It was too facile, and for a moment he didn’t believe her. She was behaving, blinking, now kissing him, too much like a woman being strip-searched for candour. And yet she had no reason to be dishonest. So it was sealed. She took his wrists and tried to climb over on top of him, but he rose and drove her down onto the sheets, a new hot acid running through every limb. He fucked her, their hearts racing chest-to-chest; for the first time, he meant it.

He awoke the next morning alone in her bed. The young woman was gone; the coffee grinder whirring downstairs gave the explanation. Memories of the previous night circled in a widening compass; a slow-mounting panic prickled his chest. The worst lies he’d ever told, and said while crying, tearing at his face in a perfect image of anguished confession. Outside him now, they had the status of achieved truth. In her eyes – or in the eyes she would teach herself to have – his body was now a woman’s. He heard her greeting her housemate. She’d be coming back soon. If he’d lied, then what was he really?

He floundered, eyeless, through categories providing no orientation. The gender of her room surrounded him: the floral bedspread, the sun-startled walls full of tacked-up sketches, the sticker-slogans on her wardrobe door. Each was a legible outline that oppressed his own, pressed him deeper into shapelessness. He was falling between atoms. Panting with fear, gripping her sheets, he tried to calm himself down. Why had he chosen this as his lie? What if he’d been moved to tell it because – it wasn’t a lie at all? If sex had been so revolting to him for so long, beyond remedy, what other explanation could there be? He wasn’t asexual; he masturbated. He wasn’t gay, he had that much self-insight. And if he’d felt, since birth, a fog that wound through his mind and separated himself from himself – if he’d been, at every moment, met with a distinct sensation he had been fed a placebo where everyone around him had been given the real thing – then why shouldn’t it be this that had made him miserable?
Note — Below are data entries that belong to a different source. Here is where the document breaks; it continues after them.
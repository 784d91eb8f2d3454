//! Immutable validation vocabulary and the rule factories built on it.
//!
//! A single [`ValidationConfig`] is constructed at startup and shared (behind
//! an `Arc`) with every route that declares checks.

use std::collections::HashMap;

use super::path::FieldPath;
use super::rules::{
    CheckKind, Constraints, FieldRule, FieldType, InputCheck, InputSource, PathRule, Requirement,
};
use super::ValidationError;

/// Reserved path segment meaning "every element of this list".
pub const DEFAULT_WILDCARD: &str = "$";

#[derive(Debug, Clone)]
pub struct ValidationConfig {
    types: HashMap<&'static str, FieldType>,
    sources: HashMap<&'static str, InputSource>,
    wildcard: String,
}

impl Default for ValidationConfig {
    fn default() -> Self {
        Self::with_wildcard(DEFAULT_WILDCARD)
    }
}

impl ValidationConfig {
    pub fn with_wildcard(wildcard: impl Into<String>) -> Self {
        Self {
            types: FieldType::ALL.iter().map(|t| (t.as_str(), *t)).collect(),
            sources: InputSource::ALL.iter().map(|s| (s.as_str(), *s)).collect(),
            wildcard: wildcard.into(),
        }
    }

    pub fn wildcard(&self) -> &str {
        &self.wildcard
    }

    pub fn field_type(&self, name: &str) -> Option<FieldType> {
        self.types.get(name).copied()
    }

    pub fn source(&self, name: &str) -> Option<InputSource> {
        self.sources.get(name).copied()
    }

    /// Accepts `mandatory`/`optional` and the boolean spellings `true`/`false`.
    pub fn requirement(&self, name: &str) -> Option<Requirement> {
        match name {
            "mandatory" | "true" => Some(Requirement::Mandatory),
            "optional" | "false" => Some(Requirement::Optional),
            _ => None,
        }
    }

    /// Flat check: `key` is looked up directly in the `source` bag.
    pub fn validate_field(
        &self,
        key: &str,
        type_name: &str,
        source_name: &str,
        required: &str,
        constraints: Constraints,
    ) -> InputCheck {
        let rule = self.resolve(key, type_name, source_name, required).and_then(
            |(field_type, source, requirement)| {
                if key.trim().is_empty() {
                    return Err(configuration(key, "field key must be a non-empty string"));
                }
                Ok(CheckKind::Field(FieldRule {
                    key: key.to_string(),
                    field_type,
                    source,
                    requirement,
                    constraints,
                }))
            },
        );
        log_misconfiguration(&rule);
        InputCheck::new(rule)
    }

    /// Deep check: `path` is split on `.` and walked into the `source` bag.
    pub fn validate_path(
        &self,
        path: &str,
        type_name: &str,
        source_name: &str,
        required: &str,
    ) -> InputCheck {
        let rule = self.resolve(path, type_name, source_name, required).and_then(
            |(field_type, source, requirement)| {
                Ok(CheckKind::Path(PathRule {
                    path: FieldPath::parse(path, &self.wildcard)?,
                    field_type,
                    source,
                    requirement,
                }))
            },
        );
        log_misconfiguration(&rule);
        InputCheck::new(rule)
    }

    fn resolve(
        &self,
        field: &str,
        type_name: &str,
        source_name: &str,
        required: &str,
    ) -> Result<(FieldType, InputSource, Requirement), ValidationError> {
        let field_type = self
            .field_type(type_name)
            .ok_or_else(|| configuration(field, &format!("unknown type '{type_name}'")))?;
        let source = self
            .source(source_name)
            .ok_or_else(|| configuration(field, &format!("unknown source '{source_name}'")))?;
        let requirement = self.requirement(required).ok_or_else(|| {
            configuration(
                field,
                &format!("required must be mandatory or optional, got '{required}'"),
            )
        })?;
        Ok((field_type, source, requirement))
    }
}

fn configuration(field: &str, reason: &str) -> ValidationError {
    ValidationError::Configuration {
        field: field.to_string(),
        reason: reason.to_string(),
    }
}

fn log_misconfiguration(rule: &Result<CheckKind, ValidationError>) {
    if let Err(err) = rule {
        tracing::error!(field = err.field(), error = %err, "Route declared an invalid input check");
    }
}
The door creaked open. The young woman handed him his coffee and asked, stumblingly, if he’d begun his transition already. He admitted he hadn’t: it hadn’t felt real, he said, until he’d told her.

“Is that something you’d want to do?”

What would it mean for him to say ‘no’? He took a swallow of coffee and said the appropriate word.
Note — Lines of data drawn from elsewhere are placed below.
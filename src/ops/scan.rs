use std::sync::Arc;

use crate::{
  demand::Demand,
  publisher::Publisher,
  subscriber::{Completion, Subscriber},
  subscription::BoxedSubscription,
};

/// Folds every value into an accumulator and emits each intermediate state.
///
/// Every subscription starts from its own copy of the seed.
pub struct ScanOp<S, F, B> {
  pub(crate) source: S,
  pub(crate) binary_op: Arc<F>,
  pub(crate) seed: B,
}

impl<S: Clone, F, B: Clone> Clone for ScanOp<S, F, B> {
  fn clone(&self) -> Self {
    ScanOp { source: self.source.clone(), binary_op: self.binary_op.clone(), seed: self.seed.clone() }
  }
}

impl<S, F, B> Publisher for ScanOp<S, F, B>
where
  S: Publisher,
  F: Fn(B, S::Item) -> B + Send + Sync + 'static,
  B: Clone + Send + 'static,
{
  type Item = B;
  type Err = S::Err;

  fn subscribe<O>(&self, subscriber: O)
  where
    O: Subscriber<B, S::Err> + 'static,
  {
    self.source.subscribe(ScanSubscriber {
      subscriber,
      binary_op: self.binary_op.clone(),
      acc: Some(self.seed.clone()),
    })
  }
}

pub struct ScanSubscriber<O, F, B> {
  subscriber: O,
  binary_op: Arc<F>,
  acc: Option<B>,
}

impl<Item, Err, O, F, B> Subscriber<Item, Err> for ScanSubscriber<O, F, B>
where
  O: Subscriber<B, Err>,
  F: Fn(B, Item) -> B + Send + Sync,
  B: Clone + Send,
{
  fn receive_subscription(&mut self, subscription: BoxedSubscription) {
    self.subscriber.receive_subscription(subscription)
  }

  fn receive(&mut self, value: Item) -> Demand {
    let Some(acc) = self.acc.take() else {
      return Demand::NONE;
    };
    let next = (self.binary_op)(acc, value);
    self.acc = Some(next.clone());
    self.subscriber.receive(next)
  }

  fn receive_completion(&mut self, completion: Completion<Err>) {
    self.subscriber.receive_completion(completion)
  }
}

#[cfg(test)]
mod test {
  use crate::{prelude::*, test_util::Recorder};

  #[test]
  fn scan_initial() {
    let rec = Recorder::<i32, _>::new(Demand::Unlimited);
    from_iter(vec![1, 1, 1, 1, 1]).scan(100, |acc, v| acc + v).subscribe(rec.clone());
    assert_eq!(rec.values(), vec![101, 102, 103, 104, 105]);
    assert_eq!(rec.completion(), Some(Completion::Finished));
  }

  #[test]
  fn one_state_per_value_under_backpressure() {
    let rec = Recorder::<Vec<char>, _>::new(Demand::max(2));
    from_iter("abcd".chars())
      .scan(vec![], |mut acc, c| {
        acc.push(c);
        acc
      })
      .subscribe(rec.clone());
    assert_eq!(rec.values(), vec![vec!['a'], vec!['a', 'b']]);
    rec.request(Demand::max(1));
    assert_eq!(rec.values().last(), Some(&vec!['a', 'b', 'c']));
  }

  #[test]
  fn each_subscription_starts_from_the_seed() {
    let rec = Recorder::<i32, _>::new(Demand::Unlimited);
    let sums = from_iter(1..=3).scan(0, |acc, v| acc + v);
    sums.subscribe(rec.clone());
    sums.subscribe(rec.clone());
    assert_eq!(rec.values(), vec![1, 3, 6, 1, 3, 6]);
  }

  #[test]
  fn forwards_failure() {
    let rec = Recorder::<i32, &str>::new(Demand::Unlimited);
    fail::<i32, _>("x").scan(0, |acc, v| acc + v).subscribe(rec.clone());
    assert_eq!(rec.completion(), Some(Completion::Failed("x")));
    assert!(rec.values().is_empty());
  }
}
They moved in together. Unworried by how little the young man seemed to know about the identity he’d so dramatically claimed, the young woman researched gender clinicians, support groups and resources, the most flattering clothes for the young man’s frame. She lent to him out of her own closet, did him up in eyeliner and lipstick. The young man learned the plenitude of his advantages: his band size was miniscule, his shoulders were narrow even for his stature and his midface ratio was outright miraculous. It didn’t feel right just yet, but he was patient with himself. He began on estrogen, awaiting either a rush of wellbeing that would deliver him from his malaise, or actual dysphoria to confirm he was acting in madness. Instead—over months, watching changes and pretending happiness for the sake of the young woman—he felt nothing budge inside him at all. His hips expanded. His skin softened. He grew tender buds under his nipples, then breasts. Passing each successive point of no return, he felt nothing, not even fear.
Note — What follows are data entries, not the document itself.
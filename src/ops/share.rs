//! Sharing one upstream subscription among many subscribers.

use std::sync::{Arc, Weak};

use parking_lot::Mutex;

use crate::{
  demand::Demand,
  publisher::Publisher,
  subject::subject_core::{SubjectCore, SubjectHooks},
  subscriber::{Completion, Subscriber},
  subscription::{BoxedSubscription, UpstreamSlot},
};

/// Shares one upstream subscription among every subscriber.
///
/// The upstream is subscribed when the first subscriber arrives and cancelled
/// once the last one leaves; a later subscriber connects again. Values are
/// not replayed: a subscriber sees what arrives while it is attached. Once the
/// upstream completed, later subscribers receive that completion right away.
///
/// The demand sent upstream is the largest demand any subscriber has open, so
/// subscribers asking for less miss the values they had no room for.
pub struct Share<S: Publisher>(Arc<ShareNode<S>>);

impl<S: Publisher> Clone for Share<S> {
  fn clone(&self) -> Self { Share(self.0.clone()) }
}

impl<S> Share<S>
where
  S: Publisher + Send + Sync + 'static,
  S::Item: Clone + Send + 'static,
  S::Err: Clone + Send + 'static,
{
  pub(crate) fn new(source: S) -> Self {
    Share(Arc::new_cyclic(|me: &Weak<ShareNode<S>>| {
      let hooks: Weak<dyn SubjectHooks> = me.clone();
      ShareNode {
        source,
        subject: Arc::new(SubjectCore::with_hooks(hooks)),
        state: Mutex::new(ShareState { connection: None, upstream_outstanding: Demand::NONE }),
        me: me.clone(),
      }
    }))
  }

  /// Number of subscribers currently attached.
  pub fn subscriber_count(&self) -> usize { self.0.subject.subscriber_count() }
}

impl<S> Publisher for Share<S>
where
  S: Publisher + Send + Sync + 'static,
  S::Item: Clone + Send + 'static,
  S::Err: Clone + Send + 'static,
{
  type Item = S::Item;
  type Err = S::Err;

  fn subscribe<O>(&self, subscriber: O)
  where
    O: Subscriber<S::Item, S::Err> + 'static,
  {
    self.0.subject.subscribe(subscriber);
    self.0.connect();
  }
}

struct ShareState {
  connection: Option<Arc<UpstreamSlot>>,
  upstream_outstanding: Demand,
}

struct ShareNode<S: Publisher> {
  source: S,
  subject: Arc<SubjectCore<S::Item, S::Err>>,
  state: Mutex<ShareState>,
  me: Weak<ShareNode<S>>,
}

impl<S> ShareNode<S>
where
  S: Publisher + Send + Sync + 'static,
  S::Item: Clone + Send + 'static,
  S::Err: Clone + Send + 'static,
{
  fn connect(&self) {
    let Some(node) = self.me.upgrade() else { return };
    let slot = {
      let mut state = self.state.lock();
      if state.connection.is_some()
        || self.subject.is_terminated()
        || self.subject.subscriber_count() == 0
      {
        return;
      }
      let slot = Arc::new(UpstreamSlot::new());
      state.connection = Some(slot.clone());
      state.upstream_outstanding = Demand::NONE;
      slot
    };
    tracing::debug!("share connected upstream");
    self.source.subscribe(ShareUpstream { node, slot });
  }

  /// Demand to add upstream so it covers the hungriest subscriber.
  fn take_extra(&self, slot: &Arc<UpstreamSlot>) -> Demand {
    let mut state = self.state.lock();
    if !state.connection.as_ref().is_some_and(|c| Arc::ptr_eq(c, slot)) {
      return Demand::NONE;
    }
    let extra = self.subject.max_outstanding().excess_over(state.upstream_outstanding);
    state.upstream_outstanding += extra;
    extra
  }

  fn is_current(&self, slot: &Arc<UpstreamSlot>) -> bool {
    self.state.lock().connection.as_ref().is_some_and(|c| Arc::ptr_eq(c, slot))
  }
}

impl<S> SubjectHooks for ShareNode<S>
where
  S: Publisher + Send + Sync + 'static,
  S::Item: Clone + Send + 'static,
  S::Err: Clone + Send + 'static,
{
  fn demand_changed(&self) {
    let slot = self.state.lock().connection.clone();
    if let Some(slot) = slot {
      let extra = self.take_extra(&slot);
      if !extra.is_none() {
        slot.request(extra);
      }
    }
  }

  fn detached(&self) {
    let slot = {
      let mut state = self.state.lock();
      if self.subject.subscriber_count() > 0 || self.subject.is_terminated() {
        return;
      }
      state.connection.take()
    };
    if let Some(slot) = slot {
      tracing::debug!("share disconnected upstream, no subscribers left");
      slot.cancel();
    }
  }
}

struct ShareUpstream<S: Publisher> {
  node: Arc<ShareNode<S>>,
  slot: Arc<UpstreamSlot>,
}

impl<S> Subscriber<S::Item, S::Err> for ShareUpstream<S>
where
  S: Publisher + Send + Sync + 'static,
  S::Item: Clone + Send + 'static,
  S::Err: Clone + Send + 'static,
{
  fn receive_subscription(&mut self, subscription: BoxedSubscription) {
    if !self.node.is_current(&self.slot) {
      subscription.cancel();
      return;
    }
    if self.slot.set(subscription) {
      self.node.demand_changed();
    }
  }

  fn receive(&mut self, value: S::Item) -> Demand {
    {
      let mut state = self.node.state.lock();
      if !state.connection.as_ref().is_some_and(|c| Arc::ptr_eq(c, &self.slot)) {
        return Demand::NONE;
      }
      state.upstream_outstanding.consume();
    }
    self.node.subject.send(value);
    self.node.take_extra(&self.slot)
  }

  fn receive_completion(&mut self, completion: Completion<S::Err>) {
    let current = {
      let mut state = self.node.state.lock();
      let current = state.connection.as_ref().is_some_and(|c| Arc::ptr_eq(c, &self.slot));
      if current {
        state.connection = None;
      }
      current
    };
    self.slot.release();
    if current {
      tracing::debug!(failed = completion.is_failed(), "shared upstream completed");
      self.node.subject.send_completion(completion);
    }
  }
}

#[cfg(test)]
mod test {
  use std::sync::{
    atomic::{AtomicUsize, Ordering},
    Arc,
  };

  use crate::{prelude::*, test_util::Recorder};

  #[test]
  fn subscribers_share_values_and_completion() {
    let upstream = PassthroughSubject::<&str, ()>::new();
    let shared = upstream.clone().share();
    let (a, b) = (Recorder::new(Demand::Unlimited), Recorder::new(Demand::Unlimited));
    shared.subscribe(a.clone());
    shared.subscribe(b.clone());
    assert_eq!(upstream.subscriber_count(), 1);

    upstream.send("payload");
    upstream.send_completion(Completion::Finished);
    assert_eq!(a.values(), vec!["payload"]);
    assert_eq!(b.values(), vec!["payload"]);
    assert_eq!(b.completion(), Some(Completion::Finished));

    let late = Recorder::new(Demand::Unlimited);
    shared.subscribe(late.clone());
    assert!(late.values().is_empty());
    assert_eq!(late.completion(), Some(Completion::Finished));
  }

  #[test]
  fn upstream_runs_once_for_all_subscribers() {
    let fetches = Arc::new(AtomicUsize::new(0));
    let f = fetches.clone();
    let trigger = PassthroughSubject::<(), ()>::new();
    let shared = trigger
      .clone()
      .map(move |_| f.fetch_add(1, Ordering::SeqCst))
      .share();
    let (a, b) = (Recorder::new(Demand::Unlimited), Recorder::new(Demand::Unlimited));
    shared.subscribe(a.clone());
    shared.subscribe(b.clone());
    trigger.send(());
    assert_eq!(fetches.load(Ordering::SeqCst), 1);
    assert_eq!(a.values(), vec![0]);
    assert_eq!(b.values(), vec![0]);
  }

  #[test]
  fn upstream_demand_is_the_largest_downstream_demand() {
    let rec_demand = Recorder::<i32, ()>::new(Demand::max(1));
    let rec_more = Recorder::<i32, ()>::new(Demand::max(3));
    let shared = Sequence::new(1..=10).share();
    shared.subscribe(rec_demand.clone());
    assert_eq!(rec_demand.values(), vec![1]);
    shared.subscribe(rec_more.clone());
    assert_eq!(rec_more.values(), vec![2, 3, 4]);
    assert_eq!(rec_demand.values(), vec![1]);
  }

  #[test]
  fn last_cancel_disconnects() {
    let upstream = PassthroughSubject::<i32, ()>::new();
    let shared = upstream.clone().share();
    let (a, b) = (Recorder::new(Demand::Unlimited), Recorder::new(Demand::Unlimited));
    shared.subscribe(a.clone());
    shared.subscribe(b.clone());
    a.cancel();
    assert_eq!(upstream.subscriber_count(), 1);
    b.cancel();
    assert_eq!(upstream.subscriber_count(), 0);

    let c = Recorder::new(Demand::Unlimited);
    shared.subscribe(c.clone());
    assert_eq!(upstream.subscriber_count(), 1);
    upstream.send(5);
    assert_eq!(c.values(), vec![5]);
    assert!(a.values().is_empty());
  }

  #[test]
  fn failure_reaches_everyone() {
    let upstream = PassthroughSubject::<i32, &str>::new();
    let shared = upstream.clone().share();
    let (a, b) = (Recorder::new(Demand::Unlimited), Recorder::new(Demand::Unlimited));
    shared.subscribe(a.clone());
    shared.subscribe(b.clone());
    upstream.send_completion(Completion::Failed("offline"));
    assert_eq!(a.completion(), Some(Completion::Failed("offline")));
    assert_eq!(b.completion(), Some(Completion::Failed("offline")));
  }
}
Still, he committed. He became proficient at makeup; he trained his voice; he plucked his eyebrows and cut his hair into bangs. The process was more time-consuming than difficult, and soon he passed without effort, at which point he came out publicly. His friends were supportive. His parents were not, but their scandal was his relief: their disgust assured him that he now differed from himself, truly and irreversibly. When he spoke to his Confessor, he took the voice of the sated seeker. “At first,” he said, “I wasn’t sure. But when I saw myself for the first time as a girl, I realized that I couldn’t imagine—living as a man—any future at all.

But transition did nothing for his sex life with the young woman. He found he enjoyed it no more than as a man, and now she, too, seemed to share his preference for cuddling. Losing the ability to ejaculate, he gained the ability to fake his orgasms, which most nights he exploited. He became eligible for sexual reassignment surgery, covered by the software company he’d graduated to work for—if it was free, he reasoned, he had no excuse not to undergo it. The young woman encouraged him, but with the surgery done she rejected his physical overtures altogether.

Finally – after a considerate amount of time – the young woman confessed she wasn’t attracted to him anymore. The decision to break up was mutual.

Only with her final wave from the moving-truck did he realize he hadn’t felt anything compelling for her in years. The extent of his sadness was that he no longer knew what to do in the evenings. Restlessly, dilating himself to schedule, he began to write again – without editing, without real intention. Occasionally, he looked back on the stories he’d written in college. The finger-severing story was preserved in a far folder of his Dropbox; he dredged it up and scrolled through it in embarrassment. Now he understood what the professor had responded to.

The story was ethically ugly. He’d written it for humour, but there was something malevolent about how laboriously he laid out the processes of the young woman as she did something that no actual human would do; she had no possible interior, a mere chess-piece of narrative. Had he chosen her to be a woman because he’d known, even then somehow, that he was a woman? Or had he written a woman – as, he half-remembered, the professor had half-implied – because he thought of women as vacant of consciousness, therefore suited to puppeteering toward improbable ends? And what kind of woman was he, anyway? He looked up from his Macbook. Mascara-tubes and nail polish bottles were debris across his desk; girly succulents and never-lit scented candles overwhelmed his room like the elaborations of a bad liar. He went before his wardrobe mirror and looked at himself: standing there in the wrap dress she’d left him, wearing the excess of mascara that gave him a perpetual look of mild surprise, he saw nothing but a caricature.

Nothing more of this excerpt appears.